Debate abounds over whether OPEC+ today can meaningfully move the needle on prices in the current massive global oil market. However, the group nevertheless has more flexibility in making quick changes to supply than its U.S. counterparts, Mayor said, making it an important lever on the supply-side.

“I don’t think domestic U.S. producers can be as agile as OPEC+ can be. Their capital budgets have been constrained, access to financing has been constrained, so we have seen Permian growth, production growth rates, on a definite decline,” Mayor said, referring to the slowdown in activity in the U.S. Southwest’s once-booming Permian Basin. “So it’s still growing but it’s definitely not growing in the way it was growing even 12-18 months ago. So I don’t think we’ll see a supply response that can be as rapid as what OPEC plus can do. And that’ll help overall with some of the supply side challenges.”

Climate change

All else aside, a growing chorus of stakeholders demanding that asset managers divest from fossil fuel exposure to address climate risks has further pressured the energy industry.

BlackRock (BLK), the world’s largest investment company, said earlier this month it would exit investments with “high sustainability-related risk” like thermal coal and would launch new fossil-fuel investment products. These kinds of corporate moves, along with amplifying rhetoric from activists calling for a low-carbon economy, have started to spook the oil industry, Mayor said.

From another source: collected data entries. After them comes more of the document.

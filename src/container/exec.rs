//! Exec records (spec.md §3): one-shot command instances scoped to a
//! running container's lifetime, stored the same way container records
//! are — a JSON blob in the State Store under `exec/<id>`.

use serde::{Deserialize, Serialize};

#[derive(Debug, Clone, Copy, PartialEq, Eq, Serialize, Deserialize)]
#[serde(rename_all = "lowercase")]
pub enum ExecStatus {
    Created,
    Running,
    Exited,
}

#[derive(Debug, Clone, Serialize, Deserialize)]
pub struct ExecConfig {
    pub cmd: Vec<String>,
    pub env: Vec<String>,
    pub tty: bool,
    pub attach_stdin: bool,
    pub attach_stdout: bool,
    pub attach_stderr: bool,
}

#[derive(Debug, Clone, Serialize, Deserialize)]
pub struct ExecRecord {
    pub id: String,
    pub container_id: String,
    pub config: ExecConfig,
    pub status: ExecStatus,
    pub exit_code: Option<i64>,
}

pub fn exec_key(id: &str) -> String {
    format!("exec/{}", id)
}

pub fn exec_prefix_for_container(container_id: &str) -> String {
    // Execs aren't keyed by container in storage (they're looked up by their
    // own id), so removal on `remove` scans the full table and filters —
    // see `ContainerManager::remove`.
    let _ = container_id;
    "exec/".to_string()
}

“They are very concerned about it, and they are taking action,” she said. “I would say there are two types of responses. There’s one that’s perhaps more of a ‘Big Oil’ type of response, and I don’t mean that at all in a negative way, but you’ll hear phrases like, ‘We need to decarbonize the hydrocarbons’ – because let’s be real, fossil fuels are very important and a real part of our value chain, and they provide power to the planet, but how do we decarbonize that source of fuel?”

“Then we also hear this sort of ‘big energy’ response, which is we’re going to focus on electrification, we’re going to more quickly pivot away from gas, it’s not the bridge fuel,” she added. “The industry is responding on both fronts. They are taking very rapid action, but the crescendo of the messaging is so loud now, the question becomes, can they respond quickly enough and will investors be patient enough with that pace of changes?”